Extra Inning Home Run Derby in MLB?
If you think the ghost runner on second base is an abomination, avert your eyes. This season, the Pioneer League will decide games via home run derby after the ninth inning. Each team will send up their best slugger to take five swings in a winner-take-all battle. If the score is still tied after that, they each send up their second-best player, and so on.
The Pioneer League is one of the independent partner leagues of Major League Baseball. They’ve agreed to serve as MLB’s crash test dummy for several new rules. This isn’t one of them— the Pioneer League is, uh, pioneering this all on their own— but MLB will undoubtedly pay attention to how it plays out.
The home run derby could become a huge success. After all, if they didn’t adopt this rule, you probably wouldn’t be reading an article about the Pioneer League today. Let’s say MLB loves it and decides to give it a whirl. Which teams would have the biggest advantage?
Home Run Derby Rating
Before we can figure out which clubs would be most successful in the home run derby format, we need to identify which players would be the best. That involves a bit of guesswork because hitting in a derby and facing a pitcher in an actual ballgame are two vastly different skills that are only loosely connected. Nevertheless, here are three Statcast metrics that might give us some idea:
- Max Exit Velocity– the absolute hardest each player has hit a ball this season
- Hard Hit Rate- the percentage of batted balls greater than 95 mph
- Sweet Spot Percentage- the rate at which each player optimizes their launch angle
Giving all three of these metrics equal weight, we can assign every player with at least 25 batted balls in 2021 a home run derby rating (HRDR) on the 20-80 scouting scale. The average HRDR score is 50 and every ten points above or below is a full standard deviation. The HRDR leaders pass the sniff test:
- Aaron Judge, 70
- Ronald Acuña, Jr., 68
- Mike Trout, 67
- Byron Buxton, 65
- Bryce Harper, 65
The second-worst player was Nicky Lopez, who scored a 30. Tony Kemp scored a 20! He’s last in MLB in max exit velo and sweet spot percentage as well as second-last in hard hit rate. Imagine being a full standard deviation worse at hitting for power than Lopez! Picture 2001 Barry Bonds. Kemp is the polar opposite. If they were teammates, Lopez would be legally obligated to stuff Kemp into a locker.
Team Home Run Derby Rating
The Pioneer League isn’t running the home run derby rule like a batting order. Any player the manager chooses can take their swings. In our fictitious MLB version, this means Aaron Judge ought to participate most of the time for the New York Yankees and Tony Kemp never steps in the box for the Oakland A’s.
However, creating a team HRDR score isn’t as simple as just finding each club’s best player.
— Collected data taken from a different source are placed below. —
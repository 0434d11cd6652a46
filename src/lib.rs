//! # Toposim - Topology-to-routing-table compiler for network emulation
//!
//! This library compiles abstract topology descriptions (linear router
//! chains, hub meshes with stub networks) into concrete, loop-free static
//! routing tables, without running an emulator or touching a live network
//! stack.
//!
//! ## Overview
//!
//! Toposim turns a shape descriptor plus an octet template into a frozen
//! topology model, derives every subnet and interface address
//! deterministically, computes the minimal static route set for every node,
//! and emits the exact call sequence an external network-emulation runtime
//! needs to materialize the result. Process creation, virtual interfaces,
//! and forwarding toggles are the runtime's job; toposim only decides what
//! the runtime should be told.
//!
//! ## Architecture
//!
//! The library is organized into several modules:
//!
//! - `shape`: shape descriptors and the addressing scheme
//! - `topology`: the frozen topology model and its validating builder
//! - `ip`: deterministic subnet and interface address allocation
//! - `routes`: static route compilation and forwarding verification
//! - `emulation`: the external-runtime boundary, adapter, and plan recorder
//! - `orchestrator`: high-level orchestration of plan generation
//!
//! ## Example Usage
//!
//! ```rust,no_run
//! use toposim::orchestrator;
//! use toposim::shape::{AddressScheme, ShapeDescriptor};
//!
//! let shape = ShapeDescriptor::LinearChain { length: 5 };
//! let scheme = AddressScheme::default();
//!
//! // Compile the shape and record the runtime call sequence
//! let (plan, registry) = orchestrator::generate_plan(&shape, &scheme)?;
//!
//! // plan.steps now holds create_node/create_link/apply_route calls in
//! // dependency order, ready for the emulation runtime
//! # Ok::<(), color_eyre::Report>(())
//! ```
//!
//! ## Error Handling
//!
//! Core failures are distinct, inspectable `thiserror` values
//! (`ModelError`, `AllocationError`, `CompileError`, `RuntimeError`)
//! detected synchronously during construction or compilation. The
//! orchestrator wraps them in `color_eyre` reports with context for the
//! CLI surface.

pub mod shape;
pub mod topology;
pub mod ip;
pub mod routes;
pub mod emulation;
pub mod orchestrator;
First of all, no one plays every single game. Players get hurt and take rests. Let’s assume the biggest bopper is unavailable ten percent of the time. We also need to account for extra rounds. If the first round of the extra-inning derby is tied after five swings for each side, a second hitter comes to bat. There are six possible home run totals after five swings: 0, 1, 2, 3, 4, and 5. Assuming each outcome is equally likely (they probably aren’t, but we can’t know that yet), there is a 1/36 chance each round will end in a tie. Now we can assign weights to each team’s HRDR leaders:
- Best HRDR score on the team: 87.2%
- 2nd-best HRDR score: 11.2%
- 3rd-best HRDR score: 1.4%
- 4th-best HRDR score: 0.2%
- 5th-best HRDR score: 0.02%
There is a 0.003% chance a team will need their sixth-best power hitter, so we’ll just stop after five. Clearly, this benefits teams with two great power hitters more than a lineup stacked full of good ones. For example, the Boston Red Sox have five good-not-great HRDR sluggers: Rafael Devers (59), Bobby Dalbec (59), J. D. Martinez (57), Alex Verdugo (57), and Xander Bogaerts (56). Devers’ score is only 28th best in MLB though, so they suffer in the rankings. Speaking of which…
HRDR Rankings
The Yankees tower over the rest of the league thanks to HRDR leader Aaron Judge and 12th-place Giancarlo Stanton. No team has a more fearsome five than the Minnesota Twins. Their fifth-best bopper is Mitch Garver (59), who would have been numero uno on 11 other teams. With the weighted formula, Minnesota trails the Trout/Ohtani Los Angeles Angels and the Acuña/Freeman Atlanta Braves.
Two AL East teams bring up the rear. The Baltimore Orioles’ best option is Ryan Mountcastle (53) and the Tampa Bay Rays would turn to Austin Meadows (54) to save the game after the ninth inning. The Yankees play these two clubs a combined 38 times each year. This rule would undoubtedly swing a few wins in New York’s direction.
Given that this wasn’t one of the MLB-Pioneer League collaboration rules, don’t expect to see home run derbies in MLB anytime soon. That’s for the best; baseball games should be decided by actual pitchers and a batting order, not glorified batting practice. Then again, it would at least be more exciting than the runner on second base!